Without going out and buying yet another book on SQL Server 2005 by Kalen Delaney, can any one provide me with a good explaination of statistics and how the work and are used by the query engine without going into a lot of detail?
Here's my brief answer...
Statistics are simply data SQL Server collects about a column's data selectivity, uniqueness and counts of particular values in that column. Stats exist on every index, however stats can also exist on columns that are not indexed.
Along these lines, how much effort should I put in to understand statistics? Would getting Inside Microsoft SQL Server 2005: Query Tuning and Optimization be a worthwhile investment? Just curious as I have invested a lot in a variety of SQL Server 2005 books over the last few months.
If you plan to be a DBA for a significant portion of time, invest the time in learning about query tuning. I would recommend you spare the week to take a class if you can get your company to pay for it.
It will do two things that are really important. First, it will teach you how to performance tune and troubleshoot slow queries in your databases. Second, it will give you a much better understanding of what SQL Server is doing with the query you have passed it so you can more intelligently make decisions on what to do and what not to do.

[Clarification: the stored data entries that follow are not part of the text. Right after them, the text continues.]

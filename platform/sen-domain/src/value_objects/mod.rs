pub mod account;
pub mod profit_data;
pub mod strategy;
pub mod timeframe;
pub mod trade;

You may never specifically use performance tuning and query optimization, but understanding how SQL creates execution plans will be a great help in database design if you have to build anything new.
I think I have a pretty good understanding about building and tuning queries, and the use and creating of indexes. What I am not sure about is statistics. In working on slow performance of our PeopleSoft Finance system after upgrading to SQL Server 2005, I ran an hour long trace and used that with DTA. It recommended we build 35 indexes and a lot more multi-column statistics. We have implemented those recommendations and have seen a significant improvement in performance. I can understand how the indexes help, but how do the statistics? If you are doing this manually, how do you decide if a statistic is more appropriate than index? Without going into a 3 to 30 page explaination, how are statistics used to improve query performance?

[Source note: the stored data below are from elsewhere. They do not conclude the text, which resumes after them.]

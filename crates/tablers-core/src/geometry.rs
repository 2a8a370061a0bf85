/// A 2D point.
#[derive(Debug, Clone, Copy, PartialEq)]
#[cfg_attr(feature = "serde", derive(serde::Serialize, serde::Deserialize))]
pub struct Point {
    /// X coordinate.
    pub x: f64,
    /// Y coordinate.
    pub y: f64,
}

impl Point {
    /// Create a new point.
    pub fn new(x: f64, y: f64) -> Self {
        Self { x, y }
    }
}

/// Current Transformation Matrix (CTM) — affine transform.
///
/// Represented as six values `[a, b, c, d, e, f]` corresponding to:
/// ```text
/// | a  b  0 |
/// | c  d  0 |
/// | e  f  1 |
/// ```
/// Point transformation: `(x', y') = (a*x + c*y + e, b*x + d*y + f)`
#[derive(Debug, Clone, Copy, PartialEq)]
#[cfg_attr(feature = "serde", derive(serde::Serialize, serde::Deserialize))]
pub struct Ctm {
    /// Row 1, column 1.
    pub a: f64,
    /// Row 1, column 2.
    pub b: f64,
    /// Row 2, column 1.
    pub c: f64,
    /// Row 2, column 2.
    pub d: f64,
    /// Row 3, column 1 (x translation).
    pub e: f64,
    /// Row 3, column 2 (y translation).
    pub f: f64,
}

impl Default for Ctm {
    fn default() -> Self {
        Self::identity()
    }
}

impl Ctm {
    /// Create a new CTM with the given values.
    pub fn new(a: f64, b: f64, c: f64, d: f64, e: f64, f: f64) -> Self {
        Self { a, b, c, d, e, f }
    }

    /// Identity matrix (no transformation).
    pub fn identity() -> Self {
        Self {
            a: 1.0,
            b: 0.0,
            c: 0.0,
            d: 1.0,
            e: 0.0,
            f: 0.0,
        }
    }

    /// Transform a point through this CTM.
    pub fn transform_point(&self, p: Point) -> Point {
        Point {
            x: self.a * p.x + self.c * p.y + self.e,
            y: self.b * p.x + self.d * p.y + self.f,
        }
    }

    /// Concatenate this CTM with another: `self × other`.
    pub fn concat(&self, other: &Ctm) -> Ctm {
        Ctm {
            a: self.a * other.a + self.b * other.c,
            b: self.a * other.b + self.b * other.d,
            c: self.c * other.a + self.d * other.c,
            d: self.c * other.b + self.d * other.d,
            e: self.e * other.a + self.f * other.c + other.e,
            f: self.e * other.b + self.f * other.d + other.f,
        }
    }
}

/// Orientation of a geometric element.
#[derive(Debug, Clone, Copy, PartialEq, Eq)]
#[cfg_attr(feature = "serde", derive(serde::Serialize, serde::Deserialize))]
pub enum Orientation {
    /// Horizontal orientation.
    Horizontal,
    /// Vertical orientation.
    Vertical,
    /// Neither horizontal nor vertical.
    Diagonal,
}

/// Bounding box with top-left origin coordinate system.
///
/// Coordinates follow pdfplumber convention:
/// - `x0`: left edge
/// - `top`: top edge (distance from top of page)
/// - `x1`: right edge
/// - `bottom`: bottom edge (distance from top of page)
#[derive(Debug, Clone, Copy, PartialEq)]
#[cfg_attr(feature = "serde", derive(serde::Serialize, serde::Deserialize))]
pub struct BBox {
    /// Left x coordinate.
    pub x0: f64,
    /// Top y coordinate (distance from top of page).
    pub top: f64,
    /// Right x coordinate.
    pub x1: f64,
    /// Bottom y coordinate (distance from top of page).
    pub bottom: f64,
}

impl BBox {
    /// Create a new bounding box.
    pub fn new(x0: f64, top: f64, x1: f64, bottom: f64) -> Self {
        Self {
            x0,
            top,
            x1,
            bottom,
        }
    }

    /// Width of the bounding box.
    pub fn width(&self) -> f64 {
        self.x1 - self.x0
    }

    /// Height of the bounding box.
    pub fn height(&self) -> f64 {
        self.bottom - self.top
    }

    /// Compute the union of two bounding boxes.
    pub fn union(&self, other: &BBox) -> BBox {
        BBox {
            x0: self.x0.min(other.x0),
            top: self.top.min(other.top),
            x1: self.x1.max(other.x1),
            bottom: self.bottom.max(other.bottom),
        }
    }

    /// The center point of the bounding box.
    pub fn center(&self) -> Point {
        Point::new((self.x0 + self.x1) / 2.0, (self.top + self.bottom) / 2.0)
    }

    /// Whether `point` falls within this bbox, inclusive of the edges.
    pub fn contains_point(&self, point: Point) -> bool {
        point.x >= self.x0 && point.x <= self.x1 && point.y >= self.top && point.y <= self.bottom
    }

    /// Whether two bboxes are equal within `tolerance`: true when all four
    /// coordinates differ by no more than `tolerance`.
    pub fn approx_eq(&self, other: &BBox, tolerance: f64) -> bool {
        (self.x0 - other.x0).abs() <= tolerance
            && (self.top - other.top).abs() <= tolerance
            && (self.x1 - other.x1).abs() <= tolerance
            && (self.bottom - other.bottom).abs() <= tolerance
    }
}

Or should I invest in the book I mentioned earlier by Karen Delaney?
Also, I work for a school district, training funds are very sparse.
In my limited understanding : statistics are used by the optimiser to determine the most efficient query plan, including which indexes to use and how. Using an index to identify rows might be extremely efficient if it's a unique index on a large table, but extremely inefficient if there is only a small number of distinct values in that index. On non-indexed fields the stats presumably help the optimiser determine what kinds of join are appropriate and which order to process each element in the plan.
If you haven't done so already, take a look at the properties for some of the stats in your tables - it helps to visualise the kind of information they represent.
I think statistics are definitely one of the least-understood aspects of performance tuning. Not sure about the book as I haven't read it, but I would expect there to be some blogs about stats somewhere.
Based on that, would you say it is worth learning more about statistics? I am just curious how much time and effort I should put into some of this or if I should just "put my faith in Microsoft" and that DTA knows what's best.
I think it's handy to understand if you have the time and inclination, but for the most part you don't need to know it in detail - just knowing that they are beneficial is probably sufficient. Having said that, it's another tool to use in performance tuning and I have occasionally made queries run faster due to that knowledge. If you just want to get your toes wet, knowing when statistics become out of date is useful.
Here's a document I found:
I am just curious how much time and effort I should put into some of this or if I should just "put my faith in Microsoft" and that DTA knows what's best.
The DTA does not always know best. I've found that it tends to go overboard.
When I use it (which isn't often) what I'll generally do is implement its suggestions 1 by 1 and test the performance improvement, then I implement the ones that have the most impact.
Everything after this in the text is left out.